3.4 Filtering Based on Predicting Excitation Energies

Table 2 shows that in our restricted subset of the chemical space, the seeded JT-VAE model generates leads at a rate of (11 + 16)/(559, +, 558) ≈ 2.4%. Though one could apply quantum chemistry methods to all generated molecules to discover the leads, there is a more computationally efficient alternative. We have trained the JT-E network as discussed in Section 2.6 to predict excitation energies for molecules supplied as SMILES strings from the generator. Calculations of excitation energies for the training dataset were done using PM3 (Stewart, 1989), the same SE method as we have used above. Mean absolute errors for the excitation energies for validation set are 0.104, 0.054, and 0.086 eV for the S1, T1, and T2 energies respectively. Note that this is a remarkable accuracy, comparable to the accuracy of the PM3 method itself. The JT-E model is trained independently on the same dataset as the JT-VAE model (see Supplementary Material for details). Based on predicted energies, we have filtered generated molecules according to the same criteria from (Eq. 2): δa > 2.3 eV, δb = δc >—0.4 eV. Those are looser criteria than for lead selection since we wanted to give a very safe margin of error for the JT-E model (exceeding 2σ). Geometries of the molecules satisfying these criteria are then optimized, and excitation energies are computed using PM3. In the next section, we show and discuss the overall workflow for TTF molecules discovery.

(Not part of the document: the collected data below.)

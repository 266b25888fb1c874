//! Library layer for the traffic ticket notifier: CAPTCHA solving, report
//! formatting, Telegram delivery, and configuration.
//!
//! Wraps the `carfines_api` portal clients and turns their results into a
//! chunked chat report.

pub mod captcha;
pub mod config;
pub mod error;
pub mod notifier;
pub mod notify;
pub mod report;
pub mod telegram;
pub mod validation;

pub use carfines_api;
pub use carfines_api::types;
pub use carfines_api::{
    BuenosAiresClient, CapitalFederalClient, CaptchaError, CaptchaSolver, Portal, PortalError,
    TicketSource,
};

pub use captcha::{PollingConfig, TwoCaptchaSolver};
pub use config::{Config, PortalConfig, PortalSelection, TelegramConfig};
pub use error::ConfigError;
pub use notifier::{collect_report, notify};
pub use notify::{Dispatcher, NotificationChannel, NotifyError, MAX_MESSAGE_LENGTH};
pub use telegram::TelegramChannel;
pub use validation::normalize_plate;
//! Wire schema of the Buenos Aires province infractions API.

use serde::Deserialize;

/// Top-level document returned by the infractions query.
#[derive(Debug, Deserialize)]
#[serde(rename_all = "camelCase")]
pub struct BaTicketsResponse {
    /// Number of tickets the portal says the plate has.
    pub total_infracciones: u64,

    /// Raw ticket entries, decoded into [`BaTicket`] only once the count
    /// says there is debt. The portal omits the array when the count is zero.
    #[serde(default)]
    pub infracciones: Vec<serde_json::Value>,
}

/// One ticket ("acta") entry.
#[derive(Debug, Deserialize)]
#[serde(rename_all = "camelCase")]
pub struct BaTicket {
    pub nro_acta: String,

    /// Total owed, as a decimal amount of pesos.
    pub importe_total: f64,

    #[serde(default)]
    pub infracciones: Vec<BaViolation>,

    /// Epoch milliseconds.
    pub fecha_infraccion: i64,

    /// Epoch milliseconds.
    pub fecha_vencimiento: Option<i64>,
}

#[derive(Debug, Deserialize)]
pub struct BaViolation {
    pub descripcion: String,
}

3.5 Workflow for TTF Molecules Discovery

In order to promote the discovery of real TTF materials, we assembled a multi-step workflow acting in the space of π—conjugated compounds. The training datasets consisted of previously used core structures decorated with side groups. We used two types of side groups: tert-butyl and mesityl moieties, as a model of different bulky, but chemically inert substituents that are often used to prevent flat cores from aggregation. We also replaced all amine hydrogens with phenyls, as required to ensure operational stability of the material. The size of the chemical space for compounds with side groups is much larger than for cores only. Therefore the datasets were not exhaustive and included 450,000 molecules with positions and types of the side groups selected at random.

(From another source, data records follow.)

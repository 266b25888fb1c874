use std::time::Duration;

use serde::de::DeserializeOwned;

use super::types::{ApiResponse, BotUser, SendMessageRequest};
use crate::notify::{NotificationChannel, NotifyError};

/// Request timeout for Bot API calls.
const REQUEST_TIMEOUT: Duration = Duration::from_secs(30);

const PARSE_MODE: &str = "MarkdownV2";

/// Sends messages to one chat through a bot.
pub struct TelegramChannel {
    client: reqwest::Client,
    token: String,
    chat_id: i64,
    base_url: String,
}

impl TelegramChannel {
    /// Create a channel against the public Bot API.
    pub fn new(token: String, chat_id: i64) -> Result<Self, NotifyError> {
        Self::with_base_url("https://api.telegram.org", token, chat_id)
    }

    /// Create a channel with a custom base URL (for testing with wiremock).
    pub fn with_base_url(base_url: &str, token: String, chat_id: i64) -> Result<Self, NotifyError> {
        let client = reqwest::Client::builder()
            .timeout(REQUEST_TIMEOUT)
            .build()?;
        Ok(Self {
            client,
            token,
            chat_id,
            base_url: base_url.trim_end_matches('/').to_string(),
        })
    }

    fn method_url(&self, method: &str) -> String {
        format!("{}/bot{}/{}", self.base_url, self.token, method)
    }

    /// Checks the token by calling `getMe`.
    pub async fn verify(&self) -> Result<BotUser, NotifyError> {
        let response = self.client.get(self.method_url("getMe")).send().await?;
        let user: BotUser = read_result(response).await?;
        tracing::info!(
            "Telegram bot verified: {} ({})",
            user.username.as_deref().unwrap_or("unnamed"),
            user.id
        );
        Ok(user)
    }
}

/// Unwraps the Bot API envelope, turning `ok: false` and non-2xx answers into
/// [`NotifyError::Rejected`].
async fn read_result<T: DeserializeOwned>(response: reqwest::Response) -> Result<T, NotifyError> {
    let status = response.status();
    let body = response.text().await?;

    let envelope: ApiResponse<T> = match serde_json::from_str(&body) {
        Ok(envelope) => envelope,
        Err(e) => {
            let snippet: String = body.chars().take(200).collect();
            tracing::error!("Unexpected Telegram response ({}): {}", status, snippet);
            return Err(NotifyError::Rejected(format!("HTTP {}: {}", status, e)));
        }
    };

    if !status.is_success() || !envelope.ok {
        return Err(NotifyError::Rejected(envelope.error_message()));
    }

    envelope
        .result
        .ok_or_else(|| NotifyError::Rejected("response without result".to_string()))
}

impl NotificationChannel for TelegramChannel {
    async fn send(&self, text: &str) -> Result<(), NotifyError> {
        let request = SendMessageRequest {
            chat_id: self.chat_id,
            text,
            parse_mode: PARSE_MODE,
            disable_web_page_preview: false,
        };

        let response = self
            .client
            .post(self.method_url("sendMessage"))
            .json(&request)
            .send()
            .await?;

        read_result::<serde_json::Value>(response).await?;
        Ok(())
    }
}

We have investigated three different chemical spaces corresponding to cores: decorated with none, one, and two side chains. We had tried to train a single network on the entire dataset, but our experiments showed that training separate neural networks for each number of side chains allows to increase reconstruction accuracy and accuracy of energies prediction, as well as to achieve better clustering of leads of each type in the chemical space, so we have chosen this strategy. For all molecules from generated chemical spaces, we optimized their geometries and calculated S1, T1, and T2 excitation energies using the SE PM3 approach. We have excluded molecules with unreasonably low energies from each dataset, using criteria outlined in (Eq. 3). The datasets were used to train three JT-VAE generative models and three JT-E energy predicting models (see Supplementary Material for additional data on the architecture and accuracy of JT-VAE and JT-E models). We have selected molecules most suitable for TTF leads from the datasets and utilized them in seeded sampling of the latent space of the autoencoders, using procedures discussed in Section 3.2. The overall discovery workflow for TTF materials is shown in Figure 6.

FIGURE 6
www.frontiersin.org

FIGURE 6. Workflow of the TTF materials discovery. See text for details.

We have found 75, 58, and 55 leads directly in the dataset with 0, 1, and 2 side chains respectively. The leads were used to seed the generator of JT-VAEs. During each discovery loop, we generated another 100, 000 samples and predicted excitation energies for them using the JT-E network. The molecules satisfying criteria discussed in Section 3.4 were selected for quantum chemical calculation with PM3. Results obtained for each iteration of the workflow cycle are summarized in Table 3.

TABLE 3
www.frontiersin.org

TABLE 3. Gradual increase of the discovered leads for structures with 0, 1, and 2 side chains.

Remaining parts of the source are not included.